Filling
- 750g chicken thigh boneless cut into medium pieces
- For vegetarian option use paneer (crumbled)
- For mutton use leg meat boneless cut into thin strips
- 2 tbsp cooking oil
- 2 tbsp ginger garlic paste
- 2 tsp red chilli powder
- 2 tsp cumin powder
- 1 tsp black pepper powder
- 1 tsp garam masala powder
- 1 tsp chat masala
Wrap
- 2 and a half cups all purpose flour (or plain flour)
- 1/2 cup wheat flour
- 1 tsp baking powder
- 2 tbsp oil
- 1/2 tsp Salt
- Water to make the dough
Mint and yoghurt sauce
- ½ cup yoghurt (preferable with a thick consistency)
- ½ cup mint leaves
- ½ cup coriander leaves
- 4-5 green chillies
- 2 tbsp lemon juice
- 3 cloves garlic
- Salt
- Grind all the ingredients together except yoghurt and salt.
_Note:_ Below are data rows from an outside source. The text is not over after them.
//! Command-line interface for Blackjack.

use blackjack_config::LogLevel;
use clap::Parser;
use std::path::PathBuf;

/// Blackjack - single-player casino Blackjack for the desktop
#[derive(Parser, Debug)]
#[command(name = "blackjack")]
#[command(author, version, about, long_about = None)]
pub struct Cli {
    /// Log verbosity (off, error, warn, info, debug, trace); overrides RUST_LOG and the config file
    #[arg(long, value_name = "LEVEL", value_parser = parse_log_level)]
    pub log_level: Option<LogLevel>,

    /// Load configuration from this file instead of ~/.config/blackjack/config.yaml
    #[arg(long, value_name = "PATH")]
    pub config: Option<PathBuf>,
}

/// Runtime options passed from CLI to the application
#[derive(Clone, Debug, Default)]
pub struct RuntimeOptions {
    /// Log level chosen on the command line
    pub log_level: Option<LogLevel>,
    /// Alternative config file
    pub config_path: Option<PathBuf>,
}

impl From<Cli> for RuntimeOptions {
    fn from(cli: Cli) -> Self {
        Self {
            log_level: cli.log_level,
            config_path: cli.config,
        }
    }
}

/// Parse CLI arguments. Exits the process on `--help`, `--version` or bad input.
pub fn process_cli() -> RuntimeOptions {
    Cli::parse().into()
}

fn parse_log_level(value: &str) -> Result<LogLevel, String> {
    LogLevel::all()
        .iter()
        .copied()
        .find(|level| level.display_name().eq_ignore_ascii_case(value))
        .ok_or_else(|| {
            let names: Vec<&str> = LogLevel::all().iter().map(|l| l.display_name()).collect();
            format!(
                "unknown log level '{}', expected one of: {}",
                value,
                names.join(", ").to_lowercase()
            )
        })
}

#[cfg(test)]
mod tests {
    use super::*;

    #[test]
    fn test_parse_flags() {
        let cli = Cli::try_parse_from([
            "blackjack",
            "--log-level",
            "debug",
            "--config",
            "/tmp/table.yaml",
        ])
        .unwrap();
        let options = RuntimeOptions::from(cli);
        assert_eq!(options.log_level, Some(LogLevel::Debug));
        assert_eq!(options.config_path, Some(PathBuf::from("/tmp/table.yaml")));
    }

    #[test]
    fn test_no_flags() {
        let options = RuntimeOptions::from(Cli::try_parse_from(["blackjack"]).unwrap());
        assert_eq!(options.log_level, None);
        assert_eq!(options.config_path, None);
    }

    #[test]
    fn test_bad_log_level_is_rejected() {
        assert!(Cli::try_parse_from(["blackjack", "--log-level", "loud"]).is_err());
    }
}
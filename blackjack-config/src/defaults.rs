//! Default value functions for configuration.
//!
//! Each function is used as a `#[serde(default = "crate::defaults::...")]`
//! attribute on a `Config` field.

use crate::types::TableColour;

// ── Window ─────────────────────────────────────────────────────────────────

pub fn window_title() -> String {
    "Blackjack".to_string()
}

pub fn window_width() -> u32 {
    crate::MIN_WINDOW_WIDTH
}

pub fn window_height() -> u32 {
    crate::MIN_WINDOW_HEIGHT
}

pub fn table_colour() -> TableColour {
    TableColour::DEFAULT
}

// ── Player ─────────────────────────────────────────────────────────────────

pub fn player_name() -> String {
    "Player".to_string()
}

/// Starting bank balance in whole dollars.
pub fn starting_balance() -> u64 {
    1000
}

// ── Table rules ────────────────────────────────────────────────────────────

pub fn deck_count() -> usize {
    1
}

/// Reshuffle before a deal once fewer than this many cards remain in the shoe.
pub fn reshuffle_threshold() -> usize {
    15
}
use crate::money::dollars;
use serde::{Deserialize, Serialize};

/// The player at the table. This is the record written by "Save Current Player".
#[derive(Debug, Clone, PartialEq, Eq, Serialize, Deserialize)]
pub struct Player {
    pub name: String,
    #[serde(default)]
    pub age: u32,
    /// Bank balance in cents
    pub balance: u64,
}

impl Player {
    /// Create a player with a balance given in whole dollars.
    pub fn new(name: impl Into<String>, balance_dollars: u64) -> Self {
        Self {
            name: name.into(),
            age: 0,
            balance: dollars(balance_dollars),
        }
    }

    pub fn can_afford(&self, cents: u64) -> bool {
        cents <= self.balance
    }
}

impl Default for Player {
    fn default() -> Self {
        Self::new("Player", 1000)
    }
}
//! Blackjack rules engine.
//!
//! Provides the pieces the game panel drives:
//!
//! - [`Card`], [`Rank`], [`Suit`]: a standard 52-card deck
//! - [`Shoe`]: one or more shuffled decks the dealer draws from
//! - [`Hand`]: scoring with soft aces, blackjack and bust detection
//! - [`Player`]: the persisted player record (name, age, bank balance)
//! - [`Table`]: the betting/dealing state machine and dealer play

mod card;
mod error;
mod hand;
pub mod money;
mod player;
mod shoe;
mod table;

pub use card::{Card, Rank, Suit};
pub use error::TableError;
pub use hand::Hand;
pub use player::Player;
pub use shoe::Shoe;
pub use table::{Outcome, RoundState, Table, TableRules};
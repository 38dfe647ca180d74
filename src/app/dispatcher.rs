//! Menu command dispatch.
//!
//! Every activated command results in exactly one delegated call (a game
//! action on the panel, or a dialog on the host) followed by exactly one
//! `update_values()` on the panel.
//!
//! The panel and the host each own dialogs, but only one is shown at a time.
//! A command that opens a dialog first dismisses whichever one is open; any
//! other command is ignored until the dialog is closed.

use crate::menu::MenuCommand;
use crate::traits::{GamePanel, TableHost};

/// Run `command` against the panel and host.
pub fn dispatch(command: MenuCommand, panel: &mut dyn GamePanel, host: &mut dyn TableHost) {
    crate::debug_log!("MENU", "Dispatching {:?}", command);

    if panel.has_open_dialog() || host.has_open_dialog() {
        if !command.opens_dialog() {
            crate::debug_log!("MENU", "Ignoring {:?} while a dialog is open", command);
            panel.update_values();
            return;
        }
        panel.close_dialog();
        host.close_dialog();
    }

    let result = match command {
        MenuCommand::Bet(chip) => panel.increase_bet(chip.amount()),
        MenuCommand::Deal => panel.new_game(),
        MenuCommand::Hit => panel.hit(),
        MenuCommand::Double => panel.play_double(),
        MenuCommand::Stand => panel.stand(),
        MenuCommand::UpdatePlayerDetails => panel.update_player(),
        MenuCommand::SaveCurrentPlayer => panel.save_player(),
        MenuCommand::OpenExistingPlayer => panel.open_player(),
        MenuCommand::ChangeTableColour => {
            host.choose_table_colour();
            Ok(())
        }
        MenuCommand::BlackjackRules => {
            host.show_rules();
            Ok(())
        }
        MenuCommand::AboutBlackjack => {
            host.show_about();
            Ok(())
        }
    };

    if let Err(e) = result {
        log::warn!("{} failed: {}", command.label(), e);
        host.show_error(command.label(), &e.to_string());
    }

    panel.update_values();
}

/// Resolve a display label and dispatch it.
///
/// Unknown labels perform no action; the panel is still refreshed.
/// Returns the resolved command, if any.
pub fn dispatch_label(
    label: &str,
    panel: &mut dyn GamePanel,
    host: &mut dyn TableHost,
) -> Option<MenuCommand> {
    match MenuCommand::from_label(label) {
        Some(command) => {
            dispatch(command, panel, host);
            Some(command)
        }
        None => {
            crate::debug_log!("MENU", "Ignoring unknown menu label {:?}", label);
            panel.update_values();
            None
        }
    }
}
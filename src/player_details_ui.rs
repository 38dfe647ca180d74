//! Player Details dialog: edit name, age and bank balance.

use crate::ui_constants::{DIALOG_BUTTON_MIN_WIDTH, PLAYER_DETAILS_DIALOG_WIDTH};
use blackjack_engine::Player;
use egui::{Color32, Context, Id, Modal, RichText};

/// Largest balance the form accepts, in whole dollars.
const MAX_BALANCE_DOLLARS: u64 = 1_000_000_000;
/// Oldest age the form accepts.
const MAX_AGE: u32 = 150;

/// Validated values from the form. Balance in cents.
#[derive(Debug, Clone, PartialEq, Eq)]
pub struct PlayerDetails {
    pub name: String,
    pub age: u32,
    pub balance: u64,
}

/// Result of one frame of the dialog.
#[derive(Debug, Clone, PartialEq, Eq)]
pub enum PlayerDetailsAction {
    Apply(PlayerDetails),
    Cancel,
}

/// Editable copy of the player shown in the dialog.
#[derive(Debug, Clone)]
pub struct PlayerDetailsForm {
    pub name: String,
    pub age: u32,
    /// Balance edited in whole dollars
    pub balance_dollars: u64,
    /// Balance when the form opened, in cents
    original_balance: u64,
    error: Option<String>,
}

impl PlayerDetailsForm {
    pub fn from_player(player: &Player) -> Self {
        Self {
            name: player.name.clone(),
            age: player.age,
            balance_dollars: player.balance / 100,
            original_balance: player.balance,
            error: None,
        }
    }

    pub fn error(&self) -> Option<&str> {
        self.error.as_deref()
    }

    pub fn set_error(&mut self, message: impl Into<String>) {
        self.error = Some(message.into());
    }

    /// Validate the form.
    ///
    /// An untouched balance keeps its cents; an edited one is whole dollars.
    pub fn details(&self) -> Result<PlayerDetails, String> {
        let name = self.name.trim();
        if name.is_empty() {
            return Err("Name cannot be empty".to_string());
        }
        if self.age > MAX_AGE {
            return Err(format!("Age must be at most {}", MAX_AGE));
        }

        let balance = if self.balance_dollars == self.original_balance / 100 {
            self.original_balance
        } else {
            self.balance_dollars.saturating_mul(100)
        };

        Ok(PlayerDetails {
            name: name.to_string(),
            age: self.age,
            balance,
        })
    }

    /// Draw the dialog. Returns an action once the user confirms or cancels.
    pub fn show(&mut self, ctx: &Context) -> Option<PlayerDetailsAction> {
        let mut action = None;

        let modal = Modal::new(Id::new("player_details_modal")).show(ctx, |ui| {
            ui.set_width(PLAYER_DETAILS_DIALOG_WIDTH);
            ui.heading("Player Details");
            ui.add_space(8.0);

            egui::Grid::new("player_details_grid")
                .num_columns(2)
                .spacing([12.0, 8.0])
                .show(ui, |ui| {
                    ui.label("Name:");
                    ui.text_edit_singleline(&mut self.name);
                    ui.end_row();

                    ui.label("Age:");
                    ui.add(egui::DragValue::new(&mut self.age).range(0..=MAX_AGE));
                    ui.end_row();

                    ui.label("Balance:");
                    ui.add(
                        egui::DragValue::new(&mut self.balance_dollars)
                            .range(0..=MAX_BALANCE_DOLLARS)
                            .prefix("$"),
                    );
                    ui.end_row();
                });

            if let Some(error) = &self.error {
                ui.add_space(4.0);
                ui.label(RichText::new(error).color(Color32::from_rgb(220, 80, 80)));
            }

            ui.add_space(8.0);
            ui.separator();
            ui.horizontal(|ui| {
                let ok = egui::Button::new("OK").min_size(egui::vec2(DIALOG_BUTTON_MIN_WIDTH, 0.0));
                if ui.add(ok).clicked() {
                    match self.details() {
                        Ok(details) => action = Some(PlayerDetailsAction::Apply(details)),
                        Err(message) => self.error = Some(message),
                    }
                }
                let cancel =
                    egui::Button::new("Cancel").min_size(egui::vec2(DIALOG_BUTTON_MIN_WIDTH, 0.0));
                if ui.add(cancel).clicked() {
                    action = Some(PlayerDetailsAction::Cancel);
                }
            });
        });

        if action.is_none() && modal.should_close() {
            action = Some(PlayerDetailsAction::Cancel);
        }
        action
    }
}
//! Configuration system for the Blackjack desktop game.
//!
//! This crate provides configuration loading, saving, and default values
//! for the game window and the table rules. It includes:
//!
//! - The `Config` struct and its YAML persistence
//! - Table colour and log level types
//! - Table rule settings consumed by `blackjack-engine`

pub mod config;
pub mod defaults;
mod error;
mod types;

// Re-export main types for convenience
pub use config::Config;
pub use error::ConfigError;
pub use types::{BlackjackPayout, LogLevel, TableColour};

/// Minimum window width in logical pixels.
pub const MIN_WINDOW_WIDTH: u32 = 600;
/// Minimum window height in logical pixels.
pub const MIN_WINDOW_HEIGHT: u32 = 500;
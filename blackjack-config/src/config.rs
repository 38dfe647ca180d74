//! The `Config` struct and its persistence.
//!
//! Covers:
//! - `load` / `save_to` (YAML file I/O with atomic write)
//! - XDG-style path helpers (`config_path`, `config_dir`)
//! - Validation and clamping of out-of-range values
//! - Builder-style helpers used by tests and the CLI

use crate::defaults;
use crate::error::ConfigError;
use crate::types::{BlackjackPayout, LogLevel, TableColour};
use crate::{MIN_WINDOW_HEIGHT, MIN_WINDOW_WIDTH};
use anyhow::{Context, Result};
use serde::{Deserialize, Serialize};
use std::fs;
use std::path::{Path, PathBuf};

/// Game configuration, stored as YAML.
#[derive(Debug, Clone, PartialEq, Serialize, Deserialize)]
pub struct Config {
    // ========================================================================
    // Window & Display
    // ========================================================================
    /// Window title
    #[serde(default = "defaults::window_title")]
    pub window_title: String,

    /// Initial window width in logical pixels (never below 600)
    #[serde(default = "defaults::window_width")]
    pub window_width: u32,

    /// Initial window height in logical pixels (never below 500)
    #[serde(default = "defaults::window_height")]
    pub window_height: u32,

    /// Table felt colour applied on start-up
    #[serde(default = "defaults::table_colour")]
    pub table_colour: TableColour,

    // ========================================================================
    // Player
    // ========================================================================
    /// Name given to a fresh player
    #[serde(default = "defaults::player_name")]
    pub player_name: String,

    /// Bank balance of a fresh player, in whole dollars
    #[serde(default = "defaults::starting_balance")]
    pub starting_balance: u64,

    // ========================================================================
    // Table Rules
    // ========================================================================
    /// Number of 52-card decks in the shoe
    #[serde(default = "defaults::deck_count")]
    pub deck_count: usize,

    /// Reshuffle before a deal when fewer cards than this remain
    #[serde(default = "defaults::reshuffle_threshold")]
    pub reshuffle_threshold: usize,

    /// Dealer draws on a soft 17
    #[serde(default)]
    pub dealer_hits_soft_17: bool,

    /// Payout for a natural blackjack
    #[serde(default)]
    pub blackjack_payout: BlackjackPayout,

    // ========================================================================
    // Debug Logging
    // ========================================================================
    /// Level written to the debug log file
    #[serde(default)]
    pub log_level: LogLevel,
}

impl Default for Config {
    fn default() -> Self {
        Self {
            window_title: defaults::window_title(),
            window_width: defaults::window_width(),
            window_height: defaults::window_height(),
            table_colour: defaults::table_colour(),
            player_name: defaults::player_name(),
            starting_balance: defaults::starting_balance(),
            deck_count: defaults::deck_count(),
            reshuffle_threshold: defaults::reshuffle_threshold(),
            dealer_hits_soft_17: false,
            blackjack_payout: BlackjackPayout::default(),
            log_level: LogLevel::default(),
        }
    }
}

impl Config {
    /// Create a new configuration with default values
    pub fn new() -> Self {
        Self::default()
    }

    /// Load configuration from the default path, creating it when missing
    pub fn load() -> Result<Self> {
        Self::load_from(&Self::config_path())
    }

    /// Load configuration from `path`, creating a default file when missing
    pub fn load_from(path: &Path) -> Result<Self> {
        log::info!("Config path: {:?}", path);

        if !path.exists() {
            log::info!("Config file not found, creating default at {:?}", path);
            let config = Self::default();
            if let Err(e) = config.save_to(path) {
                log::error!("Failed to save default config: {}", e);
                return Err(e);
            }
            return Ok(config);
        }

        let contents = fs::read_to_string(path)
            .map_err(ConfigError::from)
            .with_context(|| format!("Failed to read config from {:?}", path))?;

        if contents.trim().is_empty() {
            log::warn!("Config file {:?} is empty, using defaults", path);
            return Ok(Self::default());
        }

        let mut config: Config = serde_yaml_ng::from_str(&contents)
            .map_err(ConfigError::from)
            .with_context(|| format!("Failed to parse config from {:?}", path))?;

        config.sanitize();
        Ok(config)
    }

    /// Save configuration to `path`
    pub fn save_to(&self, path: &Path) -> Result<()> {
        if let Some(parent) = path.parent() {
            fs::create_dir_all(parent)
                .with_context(|| format!("Failed to create config directory {:?}", parent))?;
        }

        let yaml = serde_yaml_ng::to_string(self).context("Failed to serialize config")?;

        // Atomic save: write to temp file then rename to prevent corruption on crash
        let temp_path = path.with_extension("yaml.tmp");
        fs::write(&temp_path, &yaml)
            .with_context(|| format!("Failed to write config to {:?}", temp_path))?;
        fs::rename(&temp_path, path)
            .with_context(|| format!("Failed to move config into place at {:?}", path))?;

        Ok(())
    }

    /// Get the configuration file path: `~/.config/blackjack/config.yaml`
    pub fn config_path() -> PathBuf {
        Self::config_dir().join("config.yaml")
    }

    /// Get the configuration directory path
    pub fn config_dir() -> PathBuf {
        #[cfg(target_os = "windows")]
        {
            if let Some(config_dir) = dirs::config_dir() {
                config_dir.join("blackjack")
            } else {
                PathBuf::from(".")
            }
        }
        #[cfg(not(target_os = "windows"))]
        {
            if let Some(home_dir) = dirs::home_dir() {
                home_dir.join(".config").join("blackjack")
            } else {
                PathBuf::from(".")
            }
        }
    }

    /// Check every field, returning the first violation found.
    pub fn validate(&self) -> Result<(), ConfigError> {
        if self.deck_count == 0 {
            return Err(ConfigError::Validation(
                "deck_count must be at least 1".to_string(),
            ));
        }
        if self.window_width < MIN_WINDOW_WIDTH {
            return Err(ConfigError::Validation(format!(
                "window_width {} is below the minimum of {}",
                self.window_width, MIN_WINDOW_WIDTH
            )));
        }
        if self.window_height < MIN_WINDOW_HEIGHT {
            return Err(ConfigError::Validation(format!(
                "window_height {} is below the minimum of {}",
                self.window_height, MIN_WINDOW_HEIGHT
            )));
        }
        if self.starting_balance == 0 {
            return Err(ConfigError::Validation(
                "starting_balance must be greater than 0".to_string(),
            ));
        }
        Ok(())
    }

    /// Clamp invalid values back into range, logging each correction.
    pub fn sanitize(&mut self) {
        while let Err(e) = self.validate() {
            log::warn!("{}; using a safe value instead", e);
            if self.deck_count == 0 {
                self.deck_count = defaults::deck_count();
            } else if self.window_width < MIN_WINDOW_WIDTH {
                self.window_width = MIN_WINDOW_WIDTH;
            } else if self.window_height < MIN_WINDOW_HEIGHT {
                self.window_height = MIN_WINDOW_HEIGHT;
            } else if self.starting_balance == 0 {
                self.starting_balance = defaults::starting_balance();
            }
        }
    }

    /// Set the window title
    pub fn with_title(mut self, title: impl Into<String>) -> Self {
        self.window_title = title.into();
        self
    }

    /// Set the initial window size
    pub fn with_dimensions(mut self, width: u32, height: u32) -> Self {
        self.window_width = width;
        self.window_height = height;
        self
    }

    /// Set the starting table colour
    pub fn with_table_colour(mut self, colour: TableColour) -> Self {
        self.table_colour = colour;
        self
    }

    /// Set the number of decks in the shoe
    pub fn with_deck_count(mut self, decks: usize) -> Self {
        self.deck_count = decks;
        self
    }
}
Mix in the yoghurt, salt and the paste together to make the sauce.
For egg layer
- 4 eggs
- Salt
- 1 tsp red chilli flakes
- 1 tsp crushed black pepper
- Whisk these ingredients together and keep aside
Note: eggs can be avoided if you want to make this as a pure vegetarian dish
Marination for onions
- 2 medium size onions (thin slices)
- 3 green chillies (finely chopped)
- 2 tsp lemon juice
- Mix these together nicely and keep aside
- You will also need approximately ¼ cup cooking oil for making the wraps.